Under the new rules, servicers must achieve “quality right party contact” with homeowners during the first 120 days of delinquency.
In other words, meaningful contact must be made, and servicers must find out why the borrower is delinquent, assess their ability to make mortgage payments, and educate them about foreclosure prevention options.
“During the first 120 days of delinquency, homeowners will be contacted both verbally and in writing to complete a mortgage modification or other solution to remain in the home, or enter into an arrangement to exit the home without a foreclosure,” the release stated.

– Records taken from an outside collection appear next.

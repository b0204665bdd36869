//! # Apus
//!
//! Camera capture and on-device vision, with every platform capability
//! resolved through a type-keyed registry.
//!
//! ## Example
//!
//! ```ignore
//! use apus::infrastructure::config::ConfigLoader;
//! use apus::infrastructure::di::init_registry;
//! use apus::CameraController;
//!
//! let (registry, device) = init_registry(ConfigLoader::new().load()?);
//! let controller = CameraController::new(&registry);
//! controller.start();
//! ```
//!
//! ## Architecture
//!
//! - `domain` - capability ports and value types
//! - `infrastructure` - registry, providers, fakes, config and logging
//! - `camera` - the camera screen's controller, a registry consumer

/// Domain layer - capability ports and value types
///
/// Re-exports from the domain crate for convenience
pub mod domain {
    pub use apus_domain::*;
}

/// Infrastructure layer - registry, config and providers
///
/// Re-exports from the infrastructure crate for convenience
pub mod infrastructure {
    pub use apus_infrastructure::*;
}

pub mod camera;

pub use camera::CameraController;
pub use infrastructure::{Injected, OptionalInjected, Registry, ServiceLocator};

Foreclosure Timelines Will Get Quicker
You may have heard about some homeowners “squatting” in their homes for five years. Well, that’s about to get a whole lot shorter going forward.
Servicers will be required to follow clear timelines for referring delinquent mortgages to foreclosure status.
In short, once 120 days of delinquency have passed, the foreclosure process will begin, meaning loan servicers won’t be able to delay things to the detriment of mortgage investors.
(How long after foreclosure can I purchase a home?)
Of course, that could lead to a flood of foreclosures on the market, pushing already-fragile home prices lower, but it could also mean a quicker recovery.
Incentives for Early Resolution
Fannie Mae will also provide incentives to servicers who complete loan workouts early on and charge fees when servicers fail to make proper contact.
Additionally, fees may be charged for servicers who don’t process foreclosures in a timely manner.